YOUR OBJECTIVE ::
Write out all of the data exactly as it appears.

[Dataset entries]
//! Static asset processing.
//!
//! Non-image assets are copied verbatim. Image-family assets go through the
//! transcode boundary (`image bytes → encoded bytes`), gated by their own
//! hash cache and processed in fixed-width batches to bound memory and file
//! descriptors. A transcode failure falls back to copying the original
//! unmodified; an I/O failure aborts the pass.

use crate::{
    cache::{self, BuildCache},
    config::SitePaths,
    log,
};
use anyhow::{Context, Result};
use image::{codecs::jpeg::JpegEncoder, ImageFormat, ImageReader};
use rayon::prelude::*;
use std::{
    fs,
    io::Cursor,
    path::{Path, PathBuf},
};
use walkdir::WalkDir;

/// Concurrent transcode operations per batch
const IMAGE_BATCH: usize = 5;

/// Extensions routed through the transcoder
const IMAGE_EXTS: &[&str] = &["png", "jpg", "jpeg", "webp"];

/// JPEG re-encode quality
const JPEG_QUALITY: u8 = 85;

/// Copy the static tree into the output directory.
///
/// Returns the number of files written. `image_cache` entries are recorded
/// for every image seen this pass (skipped or not) so the persisted snapshot
/// stays complete.
pub fn process_static(paths: &SitePaths, image_cache: &mut BuildCache, full: bool) -> Result<usize> {
    if !paths.statics.exists() {
        return Ok(0);
    }

    let mut plain = Vec::new();
    let mut images = Vec::new();

    for entry in WalkDir::new(&paths.statics).into_iter().filter_map(Result::ok) {
        if !entry.file_type().is_file() {
            continue;
        }
        let path = entry.into_path();
        if is_image(&path) {
            images.push(path);
        } else {
            plain.push(path);
        }
    }
    images.sort();

    for path in &plain {
        let dest = dest_for(path, paths)?;
        if let Some(parent) = dest.parent() {
            fs::create_dir_all(parent)?;
        }
        fs::copy(path, &dest)
            .with_context(|| format!("Failed to copy {}", path.display()))?;
    }

    let count = plain.len() + process_images(&images, paths, image_cache, full)?;
    Ok(count)
}

/// Transcode changed images in batches of [`IMAGE_BATCH`]; a batch completes
/// before the next starts.
fn process_images(
    images: &[PathBuf],
    paths: &SitePaths,
    image_cache: &mut BuildCache,
    full: bool,
) -> Result<usize> {
    let mut pending = Vec::new();

    for path in images {
        let hash = cache::hash_file(path)?;
        let dest = dest_for(path, paths)?;
        if full || !dest.exists() || image_cache.should_rebuild(path, &hash, false) {
            pending.push((path.clone(), dest));
        }
        image_cache.record(path, hash);
    }

    for batch in pending.chunks(IMAGE_BATCH) {
        batch
            .par_iter()
            .try_for_each(|(source, dest)| write_image(source, dest))?;
    }

    Ok(pending.len())
}

/// Transcode one image into the output tree, copying the original bytes on
/// transcode failure.
fn write_image(source: &Path, dest: &Path) -> Result<()> {
    if let Some(parent) = dest.parent() {
        fs::create_dir_all(parent)?;
    }

    let bytes =
        fs::read(source).with_context(|| format!("Failed to read {}", source.display()))?;

    let output = match transcode(&bytes) {
        Ok(encoded) => encoded,
        Err(err) => {
            log!("warn"; "transcode {} failed ({err:#}), copying original", source.display());
            bytes
        }
    };

    fs::write(dest, output).with_context(|| format!("Failed to write {}", dest.display()))?;
    Ok(())
}

/// Pure transcode boundary: re-encode image bytes in their own format.
fn transcode(bytes: &[u8]) -> Result<Vec<u8>> {
    let reader = ImageReader::new(Cursor::new(bytes)).with_guessed_format()?;
    let format = reader.format().context("unknown image format")?;
    let img = reader.decode()?;

    let mut out = Vec::with_capacity(bytes.len());
    match format {
        ImageFormat::Jpeg => {
            JpegEncoder::new_with_quality(&mut out, JPEG_QUALITY).encode_image(&img)?;
        }
        _ => img.write_to(&mut Cursor::new(&mut out), format)?,
    }
    Ok(out)
}

fn is_image(path: &Path) -> bool {
    path.extension()
        .and_then(|e| e.to_str())
        .is_some_and(|ext| IMAGE_EXTS.contains(&ext.to_ascii_lowercase().as_str()))
}

fn dest_for(path: &Path, paths: &SitePaths) -> Result<PathBuf> {
    let rel = path
        .strip_prefix(&paths.statics)
        .with_context(|| format!("{} not under static root", path.display()))?;
    Ok(paths.output.join(rel))
}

YOUR RESPONSE ::
//! Static asset processing.
//!
//! Non-image assets are copied verbatim. Image-family assets go through the
//! transcode boundary (`image bytes → encoded bytes`), gated by their own
//! hash cache and processed in fixed-width batches to bound memory and file
//! descriptors. A transcode failure falls back to copying the original
//! unmodified; an I/O failure aborts the pass.

use crate::{
    cache::{self, BuildCache},
    config::SitePaths,
    log,
};
use anyhow::{Context, Result};
use image::{codecs::jpeg::JpegEncoder, ImageFormat, ImageReader};
use rayon::prelude::*;
use std::{
    fs,
    io::Cursor,
    path::{Path, PathBuf},
};
use walkdir::WalkDir;

/// Concurrent transcode operations per batch
const IMAGE_BATCH: usize = 5;

/// Extensions routed through the transcoder
const IMAGE_EXTS: &[&str] = &["png", "jpg", "jpeg", "webp"];

/// JPEG re-encode quality
const JPEG_QUALITY: u8 = 85;

/// Copy the static tree into the output directory.
///
/// Returns the number of files written. `image_cache` entries are recorded
/// for every image seen this pass (skipped or not) so the persisted snapshot
/// stays complete.
pub fn process_static(paths: &SitePaths, image_cache: &mut BuildCache, full: bool) -> Result<usize> {
    if !paths.statics.exists() {
        return Ok(0);
    }

    let mut plain = Vec::new();
    let mut images = Vec::new();

    for entry in WalkDir::new(&paths.statics).into_iter().filter_map(Result::ok) {
        if !entry.file_type().is_file() {
            continue;
        }
        let path = entry.into_path();
        if is_image(&path) {
            images.push(path);
        } else {
            plain.push(path);
        }
    }
    images.sort();

    for path in &plain {
        let dest = dest_for(path, paths)?;
        if let Some(parent) = dest.parent() {
            fs::create_dir_all(parent)?;
        }
        fs::copy(path, &dest)
            .with_context(|| format!("Failed to copy {}", path.display()))?;
    }

    let count = plain.len() + process_images(&images, paths, image_cache, full)?;
    Ok(count)
}

/// Transcode changed images in batches of [`IMAGE_BATCH`]; a batch completes
/// before the next starts.
fn process_images(
    images: &[PathBuf],
    paths: &SitePaths,
    image_cache: &mut BuildCache,
    full: bool,
) -> Result<usize> {
    let mut pending = Vec::new();

    for path in images {
        let hash = cache::hash_file(path)?;
        let dest = dest_for(path, paths)?;
        if full || !dest.exists() || image_cache.should_rebuild(path, &hash, false) {
            pending.push((path.clone(), dest));
        }
        image_cache.record(path, hash);
    }

    for batch in pending.chunks(IMAGE_BATCH) {
        batch
            .par_iter()
            .try_for_each(|(source, dest)| write_image(source, dest))?;
    }

    Ok(pending.len())
}

/// Transcode one image into the output tree, copying the original bytes on
/// transcode failure.
fn write_image(source: &Path, dest: &Path) -> Result<()> {
    if let Some(parent) = dest.parent() {
        fs::create_dir_all(parent)?;
    }

    let bytes =
        fs::read(source).with_context(|| format!("Failed to read {}", source.display()))?;

    let output = match transcode(&bytes) {
        Ok(encoded) => encoded,
        Err(err) => {
            log!("warn"; "transcode {} failed ({err:#}), copying original", source.display());
            bytes
        }
    };

    fs::write(dest, output).with_context(|| format!("Failed to write {}", dest.display()))?;
    Ok(())
}

/// Pure transcode boundary: re-encode image bytes in their own format.
fn transcode(bytes: &[u8]) -> Result<Vec<u8>> {
    let reader = ImageReader::new(Cursor::new(bytes)).with_guessed_format()?;
    let format = reader.format().context("unknown image format")?;
    let img = reader.decode()?;

    let mut out = Vec::with_capacity(bytes.len());
    match format {
        ImageFormat::Jpeg => {
            JpegEncoder::new_with_quality(&mut out, JPEG_QUALITY).encode_image(&img)?;
        }
        _ => img.write_to(&mut Cursor::new(&mut out), format)?,
    }
    Ok(out)
}

fn is_image(path: &Path) -> bool {
    path.extension()
        .and_then(|e| e.to_str())
        .is_some_and(|ext| IMAGE_EXTS.contains(&ext.to_ascii_lowercase().as_str()))
}

fn dest_for(path: &Path, paths: &SitePaths) -> Result<PathBuf> {
    let rel = path
        .strip_prefix(&paths.statics)
        .with_context(|| format!("{} not under static root", path.display()))?;
    Ok(paths.output.join(rel))
}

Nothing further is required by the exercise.